Turkey’s budget will likely come under more strain as the government devises a response to the country’s deadliest earthquakes in almost a century.
(Bloomberg) —
Turkey’s budget will likely come under more strain as the government devises a response to the country’s deadliest earthquakes in almost a century.
Coming off a year when the government had its smallest budget gap in more than a decade, Turkey’s first fiscal snapshot of 2023 showed the deficit remained in check, giving authorities headroom to marshal fiscal measures to cope with the devastation.
But costs are adding up as authorities also channel billions of liras from state institutions to support stocks after last week’s rout. A support package already announced by President Recep Tayyip Erdogan, which includes 10,000 liras in cash per household in the affected regions, will cost the equivalent of 0.8% of gross domestic product, according to Barclays Plc.
Public finances were on the mend prior to the Feb. 6 twin earthquakes in the country’s southeast that hit 10 provinces and destroyed thousands of buildings. According to Treasury and Finance Ministry data on Wednesday, the central government’s deficit narrowed sharply in January from the previous month and reached 32.2 billion liras ($1.71 billion).
“The strong fiscal performance in 2022 and a low debt-to-GDP ratio should provide fiscal room in the short term to respond to the disaster and support recovery, along with potential quasi-fiscal support in the form of subsidized loans and debt relief to those affected,” Morgan Stanley economists including Alina Slyusarchuk said in a report.
Erdogan, who’s seeking a third term in elections scheduled for May, has stressed that state resources will primarily go toward rebuilding efforts. His government has initially earmarked 100 billion liras in quake-relief spending, with the amount expected to increase.
Estimates of the fallout vary. Bloomberg Economics has found the earthquakes may shave about 1% off Turkey’s GDP and bring economic growth for this year down to 2.6% from 3%. Turkish business group Turkonfed has put the economic toll at as much as 10% of national income.
What Bloomberg Economics Says…
“Turkey’s twin earthquakes’ devastating humanitarian toll is still rising, and while the full impact on economic activity remains unclear, our early estimates show that it may be sizable.”
— Selva Bahar Baziki, economist. Click here to read more.
Alongside the government’s efforts, commercial lenders have allocated 50 billion liras as a “solidarity package” to assist survivors, the president said Tuesday evening.
The fiscal drag of the relief measures will come on top of Erdogan’s election pledges, including a sharp hike in the minimum wage and early retirement pledges to more than 2 million people.
In January, the budget’s current transfers, which include payments to state-run energy importer BOTAS as well as social aid, were among the primary drivers of spending for the government.
Some 16 billion liras went to BOTAS, with current transfers overall accounting for nearly half of all budget expenditure.
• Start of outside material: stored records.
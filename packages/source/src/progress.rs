//! Progress reporting for paged upstream fetches.
//!
//! The CLI renders [`ProgressCallback`] with `indicatif`; the engine's
//! tests and library callers pass [`null_progress`].

use std::sync::Arc;

/// Receives page-level progress from a paged fetch.
pub trait ProgressCallback: Send + Sync {
    /// Sets the page budget of the fetch.
    fn set_total(&self, total: u64);

    /// Sets the page currently being read.
    fn set_position(&self, pos: u64);

    /// Labels the fetch.
    fn set_message(&self, msg: String);

    /// The fetch is done; the indicator can go away.
    fn finish_and_clear(&self);
}

/// Ignores every update.
pub struct NullProgress;

impl ProgressCallback for NullProgress {
    fn set_total(&self, _total: u64) {}
    fn set_position(&self, _pos: u64) {}
    fn set_message(&self, _msg: String) {}
    fn finish_and_clear(&self) {}
}

/// A shared [`NullProgress`].
#[must_use]
pub fn null_progress() -> Arc<dyn ProgressCallback> {
    Arc::new(NullProgress)
}
//! Municipal poverty table.
//!
//! Accepts either a table already keyed by `adm2_code` or the national
//! statistics export keyed by a five-digit municipality code (two digits
//! of state, three of municipality), from which the unit code is built as
//! `{prefix}{state}{municipality}`.

use std::path::PathBuf;

use crate::parsing::{Table, parse_percent};
use crate::{PovertyRegistry, SourceError, UnitValues};

/// Columns that may carry the poverty percentage, in preference order.
const RATE_COLUMNS: &[&str] = &["poverty_rate", "pobreza_pct_2020", "pobreza_pct"];

/// Reads poverty percentages from CSV.
#[derive(Debug, Clone)]
pub struct PovertyCsv {
    path: PathBuf,
    code_prefix: String,
}

impl PovertyCsv {
    /// A registry backed by `path`; `code_prefix` is prepended when unit
    /// codes are built from municipality keys.
    #[must_use]
    pub fn new(path: PathBuf, code_prefix: impl Into<String>) -> Self {
        Self {
            path,
            code_prefix: code_prefix.into(),
        }
    }
}

/// Builds a unit code from a municipality key, zero-padding it to five
/// digits. Returns `None` unless the key is all digits and at most five
/// long.
#[must_use]
pub fn unit_code_from_municipality(prefix: &str, key: &str) -> Option<String> {
    let key = key.trim();
    // Spreadsheet exports sometimes render integer keys as "1001.0".
    let key = key.strip_suffix(".0").unwrap_or(key);
    if key.is_empty() || key.len() > 5 || !key.bytes().all(|b| b.is_ascii_digit()) {
        return None;
    }
    Some(format!("{prefix}{key:0>5}"))
}

impl PovertyRegistry for PovertyCsv {
    fn poverty_rates(&self) -> Result<UnitValues<f64>, SourceError> {
        let mut table = Table::open(&self.path)?;
        let code_col = table.find(&["adm2_code"]);
        let mun_col = table.find(&["clave_mun_5d", "clave_mun"]);
        let rate_col = table.require(RATE_COLUMNS)?;
        let label = table.label().to_string();

        let key_col = match (code_col, mun_col) {
            (Some(col), _) | (None, Some(col)) => col,
            (None, None) => {
                return Err(SourceError::Format {
                    message: format!("{label} has no adm2_code or clave_mun_5d column"),
                });
            }
        };
        let from_municipality = code_col.is_none();

        let mut values = UnitValues::new();
        let mut not_available = 0usize;
        let mut bad_keys = 0usize;
        for row in table.rows() {
            let row = row?;
            let raw_key = row.get(key_col).unwrap_or("");
            let code = if from_municipality {
                unit_code_from_municipality(&self.code_prefix, raw_key)
            } else {
                Some(raw_key.to_string()).filter(|c| !c.is_empty())
            };
            let Some(code) = code else {
                bad_keys += 1;
                continue;
            };
            match row.get(rate_col).and_then(parse_percent) {
                Some(rate) => {
                    values.insert(code, rate);
                }
                None => not_available += 1,
            }
        }

        if bad_keys > 0 {
            log::debug!("{label}: skipped {bad_keys} rows without a municipality key");
        }
        if not_available > 0 {
            log::warn!("{label}: {not_available} units report poverty as not available");
        }
        log::info!("Loaded poverty rates for {} units", values.len());
        Ok(values)
    }
}
//! The run's unit universe.

use adm2_risk_models::AdministrativeUnit;
use adm2_risk_source::UnitValues;
use adm2_risk_spatial::BoundaryFeature;

/// Builds one unit per boundary feature, ordered by `adm2_code`.
///
/// Population rows for codes outside the boundaries are ignored (and
/// counted in the log); units without a population row keep `None`.
#[must_use]
pub fn build_units(
    features: &[BoundaryFeature],
    population: &UnitValues<u64>,
) -> Vec<AdministrativeUnit> {
    let mut units: Vec<AdministrativeUnit> = features
        .iter()
        .map(|f| AdministrativeUnit {
            adm1_name: f.adm1_name.clone(),
            adm2_name: f.adm2_name.clone(),
            adm2_code: f.adm2_code.clone(),
            centroid: f.centroid(),
            pop_total: population.get(&f.adm2_code).copied(),
        })
        .collect();
    units.sort_by(|a, b| a.adm2_code.cmp(&b.adm2_code));

    let without_pop = units.iter().filter(|u| u.pop_total.is_none()).count();
    if without_pop > 0 {
        log::warn!("{without_pop} units have no population row");
    }
    let orphans = population
        .keys()
        .filter(|code| {
            units
                .binary_search_by(|u| u.adm2_code.as_str().cmp(code.as_str()))
                .is_err()
        })
        .count();
    if orphans > 0 {
        log::warn!("{orphans} population rows match no boundary unit");
    }
    units
}
//! Spatial spillover: the mean normalized 30-day violence of a unit's
//! queen neighbors.
//!
//! Must run on *normalized* `V30` so the term lives on the same `[0, 1]`
//! scale as everything else. The raw spillover values produced here are
//! normalized again (as indicator `S`) before composite scoring.

use std::collections::BTreeMap;

use adm2_risk_models::SpilloverKind;
use adm2_risk_spatial::NeighborGraph;

/// Spillover for one unit.
#[derive(Debug, Clone, Copy, PartialEq)]
pub enum SpilloverValue {
    /// No neighbors. Resolves to 0 and is a valid low-risk signal.
    Isolated,
    /// Mean over the neighbors that had a normalized `V30`.
    Mean {
        /// The mean.
        value: f64,
        /// How many neighbors contributed.
        neighbors: usize,
    },
    /// Every neighbor lacked a normalized `V30`.
    NoData,
}

impl SpilloverValue {
    /// The raw spillover value; `None` only for [`Self::NoData`].
    #[must_use]
    pub const fn value(&self) -> Option<f64> {
        match self {
            Self::Isolated => Some(0.0),
            Self::Mean { value, .. } => Some(*value),
            Self::NoData => None,
        }
    }

    /// The record-level tag for this value.
    #[must_use]
    pub const fn kind(&self) -> SpilloverKind {
        match self {
            Self::Isolated => SpilloverKind::Isolated,
            Self::Mean { .. } => SpilloverKind::Neighbors,
            Self::NoData => SpilloverKind::NoData,
        }
    }
}

/// Computes spillover for every unit in `normalized_v30`.
///
/// Units absent from the graph (no usable geometry) are isolated.
/// Neighbors outside the run, or without a normalized `V30`, are skipped.
#[must_use]
#[allow(clippy::cast_precision_loss)]
pub fn compute(
    graph: &NeighborGraph,
    normalized_v30: &BTreeMap<String, Option<f64>>,
) -> BTreeMap<String, SpilloverValue> {
    normalized_v30
        .keys()
        .map(|code| {
            if graph.is_isolated(code) {
                return (code.clone(), SpilloverValue::Isolated);
            }

            let values: Vec<f64> = graph
                .neighbors(code)
                .filter_map(|n| normalized_v30.get(n).copied().flatten())
                .collect();

            let spill = if values.is_empty() {
                SpilloverValue::NoData
            } else {
                SpilloverValue::Mean {
                    value: values.iter().sum::<f64>() / values.len() as f64,
                    neighbors: values.len(),
                }
            };
            (code.clone(), spill)
        })
        .collect()
}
An increase in tax revenue helped offset higher spending.
“It seems that the government will have to change or at least revise its economic model,” M. Murat Kubilay, a non-resident scholar at the Middle East Institute, said in a report this week. “More financial support from Qatar, Saudi Arabia, and Russia remains a possibility. A new IMF loan is not expected and any international relief will only cover the basic needs of people in the region affected by the quakes.”